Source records
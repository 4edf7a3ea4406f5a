//! Rendering of scan progress and probe results.

use std::io::{self, Write};

use console::style;
use serde::Serialize;

use crate::check::{CheckResult, Status};
use crate::platform::Platform;
use crate::scan::ScanSummary;

const RULE: &str = "======================================";

/// Width the platform column is padded to in text output.
const PLATFORM_COLUMN: usize = 15;

/// How results are rendered.
#[derive(Debug, Clone, Copy, PartialEq, Eq, Default)]
pub enum OutputFormat {
    /// Human-readable lines with `[+]`, `[-]` and `[!]` markers.
    #[default]
    Text,
    /// One JSON object per result, nothing else.
    Json,
}

#[derive(Serialize)]
struct ResultRecord<'a> {
    platform: &'a str,
    variant: &'a str,
    status: Status,
    #[serde(skip_serializing_if = "Option::is_none")]
    url: Option<&'a str>,
    #[serde(skip_serializing_if = "Option::is_none")]
    error: Option<String>,
}

/// Writes scan output to `W` as it happens.
#[derive(Debug)]
pub struct Reporter<W> {
    out: W,
    format: OutputFormat,
    found_only: bool,
}

impl<W: Write> Reporter<W> {
    /// Create a reporter. With `found_only`, only found results are printed.
    pub fn new(out: W, format: OutputFormat, found_only: bool) -> Self {
        Self {
            out,
            format,
            found_only,
        }
    }

    /// Give back the underlying writer.
    pub fn into_inner(self) -> W {
        self.out
    }

    /// Banner printed once per base username.
    ///
    /// # Errors
    ///
    /// Fails only if writing to the output fails.
    pub fn begin_scan(&mut self, base: &str) -> io::Result<()> {
        if self.format == OutputFormat::Json {
            return Ok(());
        }
        writeln!(self.out, "Processing scan, please wait...")?;
        writeln!(self.out)?;
        writeln!(self.out, "{RULE}")?;
        writeln!(self.out, "     OSINT RESULTS FOR BASE: {base}")?;
        writeln!(self.out, "{RULE}")?;
        writeln!(self.out)?;
        self.out.flush()
    }

    /// Section header for one variant.
    ///
    /// # Errors
    ///
    /// Fails only if writing to the output fails.
    pub fn begin_variant(&mut self, variant: &str) -> io::Result<()> {
        if self.format == OutputFormat::Json {
            return Ok(());
        }
        writeln!(self.out, "--- Username variant: {variant} ---")?;
        self.out.flush()
    }

    /// One probe result.
    ///
    /// # Errors
    ///
    /// Fails only if writing to the output fails.
    pub fn result(&mut self, platform: &Platform, result: &CheckResult) -> io::Result<()> {
        if self.found_only && result.status() != Status::Found {
            return Ok(());
        }

        match self.format {
            OutputFormat::Json => {
                let record = ResultRecord {
                    platform: result.platform,
                    variant: &result.variant,
                    status: result.status(),
                    url: result.url(),
                    error: result.error().map(ToString::to_string),
                };
                serde_json::to_writer(&mut self.out, &record)?;
                writeln!(self.out)?;
            }
            OutputFormat::Text => {
                let name = format!("{:<width$}", platform.display_name, width = PLATFORM_COLUMN);
                let line = match (result.url(), result.error()) {
                    (Some(url), _) => style(format!("[+] {name} FOUND  -> {url}")).green(),
                    (None, Some(e)) => style(format!("[!] {name} error: {e}")).yellow(),
                    (None, None) => style(format!("[-] {name} not found")).red(),
                };
                writeln!(self.out, "{line}")?;
            }
        }
        self.out.flush()
    }

    /// Closes a variant section.
    ///
    /// # Errors
    ///
    /// Fails only if writing to the output fails.
    pub fn end_variant(&mut self, found_any: bool) -> io::Result<()> {
        if self.format == OutputFormat::Json {
            return Ok(());
        }
        if !found_any {
            writeln!(
                self.out,
                "{}",
                style("No profiles found for this variant.").red()
            )?;
        }
        writeln!(self.out)
    }

    /// Closing line of a scan.
    ///
    /// # Errors
    ///
    /// Fails only if writing to the output fails.
    pub fn end_scan(&mut self, summary: &ScanSummary) -> io::Result<()> {
        if self.format == OutputFormat::Json {
            return self.out.flush();
        }
        writeln!(
            self.out,
            "Scan complete: {} profile(s) found across {} variant(s).",
            summary.found, summary.variants
        )?;
        if summary.errors > 0 {
            writeln!(
                self.out,
                "{}",
                style(format!("{} probe(s) failed.", summary.errors)).yellow()
            )?;
        }
        writeln!(self.out)?;
        self.out.flush()
    }
}

#[cfg(test)]
mod tests {
    use super::*;
    use crate::check::{CheckError, Verdict};
    use crate::platform;

    fn rendered(format: OutputFormat, found_only: bool, results: &[CheckResult]) -> String {
        let github = platform::find("github").unwrap();
        let mut reporter = Reporter::new(Vec::new(), format, found_only);
        for r in results {
            reporter.result(github, r).unwrap();
        }
        console::strip_ansi_codes(&String::from_utf8(reporter.into_inner()).unwrap()).into_owned()
    }

    fn results() -> Vec<CheckResult> {
        vec![
            CheckResult {
                platform: "github",
                variant: "john.doe".into(),
                verdict: Verdict::Found {
                    url: "https://github.com/john.doe".into(),
                },
            },
            CheckResult {
                platform: "github",
                variant: "john.doe".into(),
                verdict: Verdict::NotFound,
            },
            CheckResult {
                platform: "github",
                variant: "john.doe".into(),
                verdict: Verdict::Error(CheckError::UnexpectedStatus(500)),
            },
        ]
    }

    #[test]
    fn text_lines_use_markers_and_padding() {
        let out = rendered(OutputFormat::Text, false, &results());
        let lines: Vec<&str> = out.lines().collect();
        assert_eq!(
            lines,
            [
                "[+] GitHub          FOUND  -> https://github.com/john.doe",
                "[-] GitHub          not found",
                "[!] GitHub          error: unexpected HTTP status 500",
            ]
        );
    }

    #[test]
    fn found_only_hides_misses_and_errors() {
        let out = rendered(OutputFormat::Text, true, &results());
        assert_eq!(out.lines().count(), 1);
        assert!(out.starts_with("[+] GitHub"));
    }

    #[test]
    fn json_lines_carry_url_only_when_found() {
        let out = rendered(OutputFormat::Json, false, &results());
        let records: Vec<serde_json::Value> = out
            .lines()
            .map(|l| serde_json::from_str(l).unwrap())
            .collect();
        assert_eq!(records.len(), 3);

        assert_eq!(records[0]["status"], "found");
        assert_eq!(records[0]["url"], "https://github.com/john.doe");
        assert_eq!(records[0]["variant"], "john.doe");

        assert_eq!(records[1]["status"], "not_found");
        assert!(records[1].get("url").is_none());

        assert_eq!(records[2]["status"], "error");
        assert!(records[2].get("url").is_none());
        assert_eq!(records[2]["error"], "unexpected HTTP status 500");
    }

    #[test]
    fn text_scan_frame() {
        let mut reporter = Reporter::new(Vec::new(), OutputFormat::Text, false);
        reporter.begin_scan("john_doe").unwrap();
        reporter.begin_variant("john_doe").unwrap();
        reporter.end_variant(false).unwrap();
        reporter
            .end_scan(&ScanSummary {
                variants: 1,
                probes: 10,
                found: 0,
                errors: 2,
            })
            .unwrap();
        let out = console::strip_ansi_codes(&String::from_utf8(reporter.into_inner()).unwrap())
            .into_owned();

        assert!(out.contains("OSINT RESULTS FOR BASE: john_doe"));
        assert!(out.contains("--- Username variant: john_doe ---"));
        assert!(out.contains("No profiles found for this variant."));
        assert!(out.contains("Scan complete: 0 profile(s) found across 1 variant(s)."));
        assert!(out.contains("2 probe(s) failed."));
    }

    #[test]
    fn end_scan_reports_flush_failures() {
        struct Unflushable(Vec<u8>);
        impl Write for Unflushable {
            fn write(&mut self, buf: &[u8]) -> io::Result<usize> {
                self.0.extend_from_slice(buf);
                Ok(buf.len())
            }
            fn flush(&mut self) -> io::Result<()> {
                Err(io::Error::new(io::ErrorKind::BrokenPipe, "closed"))
            }
        }

        for format in [OutputFormat::Text, OutputFormat::Json] {
            let mut reporter = Reporter::new(Unflushable(Vec::new()), format, false);
            let err = reporter.end_scan(&ScanSummary::default()).unwrap_err();
            assert_eq!(err.kind(), io::ErrorKind::BrokenPipe);
        }
    }

    #[test]
    fn json_mode_prints_no_frame() {
        let mut reporter = Reporter::new(Vec::new(), OutputFormat::Json, false);
        reporter.begin_scan("x").unwrap();
        reporter.begin_variant("x").unwrap();
        reporter.end_variant(false).unwrap();
        reporter.end_scan(&ScanSummary::default()).unwrap();
        assert!(reporter.into_inner().is_empty());
    }
}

• [What you have to do] Quote exactly the first line of the data and every line after it through the one holding "pub enum OutputFormat".

• [Exercise output]
repository 4edf7a3ea4406f5a
//! Rendering of scan progress and probe results.

use std::io::{self, Write};

use console::style;
use serde::Serialize;

use crate::check::{CheckResult, Status};
use crate::platform::Platform;
use crate::scan::ScanSummary;

const RULE: &str = "======================================";

/// Width the platform column is padded to in text output.
const PLATFORM_COLUMN: usize = 15;

/// How results are rendered.
#[derive(Debug, Clone, Copy, PartialEq, Eq, Default)]
pub enum OutputFormat {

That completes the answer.